After Ro-Busters comes a time travel story, which I am often not a big fan of, but this concept is so out there that I love it. Humanity of the 23rd century has discovered time travel, and the use they decide to put it to is going back to what the strip calls “the dinosaur age,” to hunt prehistoric animals for food. It’s a great, left-field concept and I’m all in. It starts with a lively, color, double-page spread - the first dash of color in this week’s issue, so it is already packing a punch before it has even started. And there is plenty of action because, in the great tradition of bloodthirsty comics for kids, the dinosaurs don’t waste any time in developing a liking for the taste of human flesh.

The strip is drawn by Belardinelli, and I’m in two minds about his work. His dinosaurs are often excellent, but the technology he draws is not to my taste. There is a crane in this episode that looks more like a flying buttress. It is just put together wrong for lifting, and things like that bother me. Also his imagination can sometimes run away with him. I can get past it though, and he’s a good choice for Flesh.

I was expecting to do a lot of smirking at the dinosaurs science here, but they talk of a furry tyrannosaurus, which seems surprising to me from a comic published in 1978, could they be talking about protofeathers? Did anyone even know that protofeathers existed back then? They certainly don’t seem to care about drawing the right number of teeth in the tyrannosaur’s mouth, so maybe it was just a flight of imagination that hit on something.


Next comes Strontium Dog, and the readers of 2000 AD are introduced to the character here. The world of Strontium Dog is quickly outlined, then Johnny Alpha is introduced, in a single panel, the art doing all the talking. We see a drawing that is vintage Ezquerra, showing his exaggerated and organic vision of the future. Johnny Alpha’s gun is as big as a civil war blunderbuss, but it’s futuristic at the same time. This is all economically done in a page and a half, and then the story hits gear.


Ezquerra’s spaceships are particularly well designed for this story. We see an astroliner that is not designed to look awesome or impressive, jut a believable, workaday spaceship. This ship is then attacked by a much larger, much more impressive spaceship, that looks like the skeletal ghost of a caterpillar, but with laser cannon stuck all over it. I remember I loved that spaceship back in 1978, and spent many afternoons trying to build it out of Lego.

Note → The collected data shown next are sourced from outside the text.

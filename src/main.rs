use book_lending_tracker::{
    adapters::{
        local::LocalCoverStore,
        postgres::{PostgresLoanStore, PostgresTitleStore, PostgresUnitOfWork},
    },
    api::{AppState, create_router},
    application::ServiceDependencies,
    config::AppConfig,
};
use std::sync::Arc;
use tracing_subscriber::{layer::SubscriberExt, util::SubscriberInitExt};

#[tokio::main]
async fn main() -> Result<(), Box<dyn std::error::Error>> {
    let config = AppConfig::from_env()?;

    // Initialize tracing
    tracing_subscriber::registry()
        .with(
            tracing_subscriber::EnvFilter::try_from_default_env()
                .unwrap_or_else(|_| "book_lending_tracker=debug,tower_http=debug".into()),
        )
        .with(tracing_subscriber::fmt::layer())
        .init();

    // Initialize database connection pool
    let pool = sqlx::postgres::PgPoolOptions::new()
        .max_connections(config.max_connections)
        .connect(&config.database_url)
        .await?;
    tracing::info!("Connected to database");

    sqlx::migrate!("./migrations").run(&pool).await?;
    tracing::info!("Database migrations completed");

    // Initialize adapters
    let service_deps = ServiceDependencies {
        title_store: Arc::new(PostgresTitleStore::new(pool.clone())),
        loan_store: Arc::new(PostgresLoanStore::new(pool.clone())),
        unit_of_work: Arc::new(PostgresUnitOfWork::new(pool)),
        cover_store: Arc::new(LocalCoverStore::new(config.cover_storage_dir.clone())),
    };

    // Create application state
    let app_state = Arc::new(AppState { service_deps });

    // Create router
    let app = create_router(app_state);

    let addr = config.bind_addr();
    let listener = tokio::net::TcpListener::bind(&addr).await?;
    tracing::info!("Server listening on {}", addr);

    // Start server
    axum::serve(listener, app).await?;
    Ok(())
}
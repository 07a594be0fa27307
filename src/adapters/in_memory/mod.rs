pub mod cover_store;
pub mod library;

pub use cover_store::InMemoryCoverStore;
pub use library::{InMemoryLibrary, InMemoryTransaction};
use crate::ports::LendingTransaction;

use super::errors::{ApplicationError, Result};

/// トランザクション内の処理結果に応じてコミットまたはロールバックする
///
/// 処理が失敗した場合は部分的な書き込みを一切残さない。
/// ロールバック自体の失敗は記録するのみで、元のエラーを返す。
pub(super) async fn finish<T: Send>(
    tx: Box<dyn LendingTransaction>,
    result: Result<T>,
) -> Result<T> {
    match result {
        Ok(value) => {
            tx.commit().await.map_err(ApplicationError::StoreError)?;
            Ok(value)
        }
        Err(err) => {
            if let Err(rollback_err) = tx.rollback().await {
                tracing::warn!("Failed to roll back transaction: {}", rollback_err);
            }
            Err(err)
        }
    }
}
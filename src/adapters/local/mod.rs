pub mod cover_store;

pub use cover_store::LocalCoverStore;
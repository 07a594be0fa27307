use crate::domain::{
    self, Isbn, TitleId,
    commands::{CreateTitle, UpdateQuantity, UpdateTitle},
    title::{NewTitle, Title, TitleDetails},
};
use crate::ports::LendingTransaction;

use super::dependencies::ServiceDependencies;
use super::errors::{ApplicationError, Result};
use super::transaction::finish;

/// タイトルを登録する
///
/// ビジネスルール：
/// - ISBN・著者名・書名・所蔵数（1以上）が妥当であること
/// - 表紙画像がある場合は拡張子とサイズが許可範囲内であること
/// - ISBNが重複しないこと
/// - 登録時は全冊が貸出可能
///
/// 表紙画像は検証と重複確認を終えてから保存する。
/// ISBNの重複は保存時にも原子的に判定され、同時登録の後続はConflictになる。
/// その場合、保存済みの表紙画像は削除する。
pub async fn create_title(deps: &ServiceDependencies, cmd: CreateTitle) -> Result<Title> {
    // 1. 入力値の検証
    let isbn = Isbn::parse(&cmd.isbn)?;
    let new_title = NewTitle {
        isbn: isbn.clone(),
        author: cmd.author,
        title: cmd.title,
        publication_year: cmd.publication_year,
        total_copies: cmd.total_copies,
    };
    let title = domain::title::register_title(new_title, None, cmd.created_at)?;

    let cover = match cmd.cover {
        Some(upload) => {
            let extension = domain::title::validate_cover(upload.bytes.len(), &upload.extension)?;
            Some((upload.bytes, extension))
        }
        None => None,
    };

    // 2. ISBNの重複確認
    let existing = deps
        .title_store
        .find_by_isbn(&isbn)
        .await
        .map_err(ApplicationError::StoreError)?;
    if existing.is_some() {
        return Err(ApplicationError::DuplicateIsbn(isbn.to_string()));
    }

    // 3. 表紙画像の保存
    let cover_image = match cover {
        Some((bytes, extension)) => Some(
            deps.cover_store
                .save(bytes, &extension)
                .await
                .map_err(ApplicationError::CoverStoreError)?,
        ),
        None => None,
    };
    let title = Title {
        cover_image,
        ..title
    };

    // 4. 保存（重複時はfalse）
    let inserted = deps
        .title_store
        .insert(&title)
        .await
        .map_err(ApplicationError::StoreError);
    match inserted {
        Ok(true) => {}
        Ok(false) => {
            discard_cover(deps, &title).await;
            return Err(ApplicationError::DuplicateIsbn(isbn.to_string()));
        }
        Err(err) => {
            discard_cover(deps, &title).await;
            return Err(err);
        }
    }

    tracing::info!(
        title_id = %title.id.value(),
        isbn = %title.isbn,
        total_copies = title.total_copies,
        "Title created"
    );
    Ok(title)
}

/// 登録できなかったタイトルの表紙画像を削除する
///
/// 削除の失敗は記録するのみで、登録のエラーを優先して返す。
async fn discard_cover(deps: &ServiceDependencies, title: &Title) {
    let Some(cover) = &title.cover_image else {
        return;
    };
    if let Err(err) = deps.cover_store.remove(cover).await {
        tracing::warn!(
            cover = %cover.as_str(),
            "Failed to remove cover of unregistered title: {}",
            err
        );
    }
}

/// 所蔵数を変更する
///
/// 現在の値から貸出中の冊数を求め、貸出可能数を再計算する。
/// 貸出・返却と同じ排他ロックを取得し、読み取りから書き込みまでを1トランザクションで行う。
pub async fn update_quantity(deps: &ServiceDependencies, cmd: UpdateQuantity) -> Result<Title> {
    let mut tx = deps
        .unit_of_work
        .begin()
        .await
        .map_err(ApplicationError::StoreError)?;

    let result = update_quantity_locked(tx.as_mut(), &cmd).await;
    let title = finish(tx, result).await?;

    tracing::info!(
        title_id = %title.id.value(),
        total_copies = title.total_copies,
        available_copies = title.available_copies,
        "Title quantity updated"
    );
    Ok(title)
}

async fn update_quantity_locked(
    tx: &mut dyn LendingTransaction,
    cmd: &UpdateQuantity,
) -> Result<Title> {
    let title = lock_existing(tx, cmd.title_id).await?;
    let updated = domain::title::reconcile_quantity(&title, cmd.new_total, cmd.updated_at)?;

    tx.save_title(&updated)
        .await
        .map_err(ApplicationError::StoreError)?;
    Ok(updated)
}

/// 書誌情報を部分更新する
///
/// 指定されたフィールドのみを反映する。所蔵数が指定された場合は
/// `update_quantity()`と同じ再計算を同じトランザクション内で行う。
pub async fn update_title(deps: &ServiceDependencies, cmd: UpdateTitle) -> Result<Title> {
    let mut tx = deps
        .unit_of_work
        .begin()
        .await
        .map_err(ApplicationError::StoreError)?;

    let result = update_title_locked(tx.as_mut(), &cmd).await;
    let title = finish(tx, result).await?;

    tracing::info!(title_id = %title.id.value(), "Title updated");
    Ok(title)
}

async fn update_title_locked(tx: &mut dyn LendingTransaction, cmd: &UpdateTitle) -> Result<Title> {
    let title = lock_existing(tx, cmd.title_id).await?;

    let details = TitleDetails {
        author: cmd.author.clone(),
        title: cmd.title.clone(),
        publication_year: cmd.publication_year,
    };
    let mut updated = domain::title::apply_details(&title, &details, cmd.updated_at)?;
    if let Some(new_total) = cmd.total_copies {
        updated = domain::title::reconcile_quantity(&updated, new_total, cmd.updated_at)?;
    }

    tx.save_title(&updated)
        .await
        .map_err(ApplicationError::StoreError)?;
    Ok(updated)
}

async fn lock_existing(tx: &mut dyn LendingTransaction, title_id: TitleId) -> Result<Title> {
    tx.lock_title(title_id)
        .await
        .map_err(ApplicationError::StoreError)?
        .ok_or(ApplicationError::TitleNotFound)
}

/// IDでタイトルを取得する
pub async fn get_title(deps: &ServiceDependencies, title_id: TitleId) -> Result<Title> {
    deps.title_store
        .get_by_id(title_id)
        .await
        .map_err(ApplicationError::StoreError)?
        .ok_or(ApplicationError::TitleNotFound)
}
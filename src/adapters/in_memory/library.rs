use crate::domain::{
    BorrowerId, Isbn, LoanId, TitleId,
    catalog::{Pagination, TitleFilter},
    loan::Loan,
    title::Title,
};
use crate::ports::{LendingTransaction, LoanStore, Result, TitleStore, UnitOfWork};
use async_trait::async_trait;
use std::collections::HashMap;
use std::sync::{Arc, Mutex, MutexGuard};
use tokio::sync::{Mutex as RowLock, OwnedMutexGuard};

#[derive(Debug, Default)]
struct Tables {
    titles: HashMap<TitleId, Title>,
    loans: HashMap<LoanId, Loan>,
}

type RowLocks = Mutex<HashMap<TitleId, Arc<RowLock<()>>>>;

fn lock_tables(tables: &Mutex<Tables>) -> Result<MutexGuard<'_, Tables>> {
    tables
        .lock()
        .map_err(|e| format!("in-memory tables poisoned: {e}").into())
}

fn newest_first(mut loans: Vec<Loan>) -> Vec<Loan> {
    loans.sort_by(|a, b| b.borrowed_at.cmp(&a.borrowed_at));
    loans
}

/// In-memory implementation of TitleStore, LoanStore and UnitOfWork
///
/// Row locking is simulated with one `tokio::sync::Mutex` per title.
/// A transaction holds the owned guard until it commits or is dropped,
/// so operations on the same title serialize and different titles never block.
/// Writes are staged inside the transaction and only applied on commit.
#[derive(Default)]
pub struct InMemoryLibrary {
    tables: Arc<Mutex<Tables>>,
    row_locks: Arc<RowLocks>,
}

impl InMemoryLibrary {
    pub fn new() -> Self {
        Self::default()
    }

    /// Insert or overwrite a title row as-is, bypassing every rule.
    ///
    /// Lets tests seed contrived states such as a corrupted inventory.
    pub fn seed_title(&self, title: Title) -> Result<()> {
        lock_tables(&self.tables)?.titles.insert(title.id, title);
        Ok(())
    }

    /// Insert or overwrite a loan row as-is, bypassing every rule.
    pub fn seed_loan(&self, loan: Loan) -> Result<()> {
        lock_tables(&self.tables)?.loans.insert(loan.id, loan);
        Ok(())
    }
}

#[async_trait]
impl TitleStore for InMemoryLibrary {
    async fn insert(&self, title: &Title) -> Result<bool> {
        let mut tables = lock_tables(&self.tables)?;
        if tables.titles.values().any(|t| t.isbn == title.isbn) {
            return Ok(false);
        }
        tables.titles.insert(title.id, title.clone());
        Ok(true)
    }

    async fn get_by_id(&self, title_id: TitleId) -> Result<Option<Title>> {
        Ok(lock_tables(&self.tables)?.titles.get(&title_id).cloned())
    }

    async fn find_by_isbn(&self, isbn: &Isbn) -> Result<Option<Title>> {
        Ok(lock_tables(&self.tables)?
            .titles
            .values()
            .find(|t| &t.isbn == isbn)
            .cloned())
    }

    async fn search(
        &self,
        filter: &TitleFilter,
        pagination: Pagination,
    ) -> Result<(Vec<Title>, u64)> {
        let mut matched: Vec<Title> = lock_tables(&self.tables)?
            .titles
            .values()
            .filter(|t| filter.matches(t))
            .cloned()
            .collect();
        matched.sort_by(|a, b| a.title.cmp(&b.title).then(a.id.cmp(&b.id)));

        let total = matched.len() as u64;
        let offset = usize::try_from(pagination.offset())?;
        let items = matched
            .into_iter()
            .skip(offset)
            .take(pagination.limit() as usize)
            .collect();
        Ok((items, total))
    }
}

#[async_trait]
impl LoanStore for InMemoryLibrary {
    async fn list_history(&self) -> Result<Vec<Loan>> {
        let loans = lock_tables(&self.tables)?.loans.values().cloned().collect();
        Ok(newest_first(loans))
    }

    async fn find_by_borrower(&self, borrower_id: BorrowerId) -> Result<Vec<Loan>> {
        let loans = lock_tables(&self.tables)?
            .loans
            .values()
            .filter(|l| l.borrower_id == borrower_id)
            .cloned()
            .collect();
        Ok(newest_first(loans))
    }

    async fn find_open_by_title(&self, title_id: TitleId) -> Result<Vec<Loan>> {
        let loans = lock_tables(&self.tables)?
            .loans
            .values()
            .filter(|l| l.title_id == title_id && l.is_open())
            .cloned()
            .collect();
        Ok(newest_first(loans))
    }
}

#[async_trait]
impl UnitOfWork for InMemoryLibrary {
    async fn begin(&self) -> Result<Box<dyn LendingTransaction>> {
        Ok(Box::new(InMemoryTransaction {
            tables: Arc::clone(&self.tables),
            row_locks: Arc::clone(&self.row_locks),
            held: HashMap::new(),
            staged_titles: HashMap::new(),
            staged_loans: HashMap::new(),
        }))
    }
}

/// A unit of work over `InMemoryLibrary`
///
/// Dropping it without `commit` discards all staged writes and releases the row locks.
pub struct InMemoryTransaction {
    tables: Arc<Mutex<Tables>>,
    row_locks: Arc<RowLocks>,
    held: HashMap<TitleId, OwnedMutexGuard<()>>,
    staged_titles: HashMap<TitleId, Title>,
    staged_loans: HashMap<LoanId, Loan>,
}

impl InMemoryTransaction {
    fn row_lock(&self, title_id: TitleId) -> Result<Arc<RowLock<()>>> {
        let mut locks = self
            .row_locks
            .lock()
            .map_err(|e| format!("row lock table poisoned: {e}"))?;
        Ok(Arc::clone(locks.entry(title_id).or_default()))
    }

    fn ensure_locked(&self, title_id: TitleId) -> Result<()> {
        if !self.held.contains_key(&title_id) {
            return Err(format!(
                "title {} is not locked by this transaction",
                title_id.value()
            )
            .into());
        }
        Ok(())
    }

    fn current_title(&self, title_id: TitleId) -> Result<Option<Title>> {
        if let Some(staged) = self.staged_titles.get(&title_id) {
            return Ok(Some(staged.clone()));
        }
        Ok(lock_tables(&self.tables)?.titles.get(&title_id).cloned())
    }
}

#[async_trait]
impl LendingTransaction for InMemoryTransaction {
    async fn lock_title(&mut self, title_id: TitleId) -> Result<Option<Title>> {
        if self.held.contains_key(&title_id) {
            return self.current_title(title_id);
        }
        let exists = lock_tables(&self.tables)?.titles.contains_key(&title_id);
        if !exists {
            return Ok(None);
        }

        let row_lock = self.row_lock(title_id)?;
        let guard = row_lock.lock_owned().await;
        self.held.insert(title_id, guard);

        // ロック取得中に先行トランザクションがコミットした値を読む
        self.current_title(title_id)
    }

    async fn find_open_loan(
        &mut self,
        title_id: TitleId,
        borrower_id: BorrowerId,
    ) -> Result<Option<Loan>> {
        let matches = |loan: &Loan| {
            loan.title_id == title_id && loan.borrower_id == borrower_id && loan.is_open()
        };

        if let Some(staged) = self.staged_loans.values().find(|l| matches(*l)) {
            return Ok(Some(staged.clone()));
        }
        Ok(lock_tables(&self.tables)?
            .loans
            .values()
            .find(|l| matches(*l) && !self.staged_loans.contains_key(&l.id))
            .cloned())
    }

    async fn save_title(&mut self, title: &Title) -> Result<()> {
        self.ensure_locked(title.id)?;
        self.staged_titles.insert(title.id, title.clone());
        Ok(())
    }

    async fn insert_loan(&mut self, loan: &Loan) -> Result<()> {
        self.ensure_locked(loan.title_id)?;
        if loan.is_open()
            && self
                .find_open_loan(loan.title_id, loan.borrower_id)
                .await?
                .is_some()
        {
            return Err("duplicate open loan for title and borrower".into());
        }
        self.staged_loans.insert(loan.id, loan.clone());
        Ok(())
    }

    async fn save_loan(&mut self, loan: &Loan) -> Result<()> {
        self.ensure_locked(loan.title_id)?;
        self.staged_loans.insert(loan.id, loan.clone());
        Ok(())
    }

    async fn commit(self: Box<Self>) -> Result<()> {
        let InMemoryTransaction {
            tables,
            held,
            staged_titles,
            staged_loans,
            ..
        } = *self;

        {
            let mut tables = lock_tables(&tables)?;
            tables.titles.extend(staged_titles);
            tables.loans.extend(staged_loans);
        }

        // 反映後にロックを解放する
        drop(held);
        Ok(())
    }

    async fn rollback(self: Box<Self>) -> Result<()> {
        Ok(())
    }
}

We also see a great panel where Johnny is relaxing with his sidekick Wulf, who is taking bites out of some hunk of food, while Johnny reads what looks like a 1978 version of an iPad. And that’s it. The prog slog has really begun now that I have swapped from the issues of Starlord to the progs of 2000 AD. This is a golden age for this comic, and I can’t wait to see again what I know is coming in later issues, with so much great art and great stories, and with a big helping of nostalgia.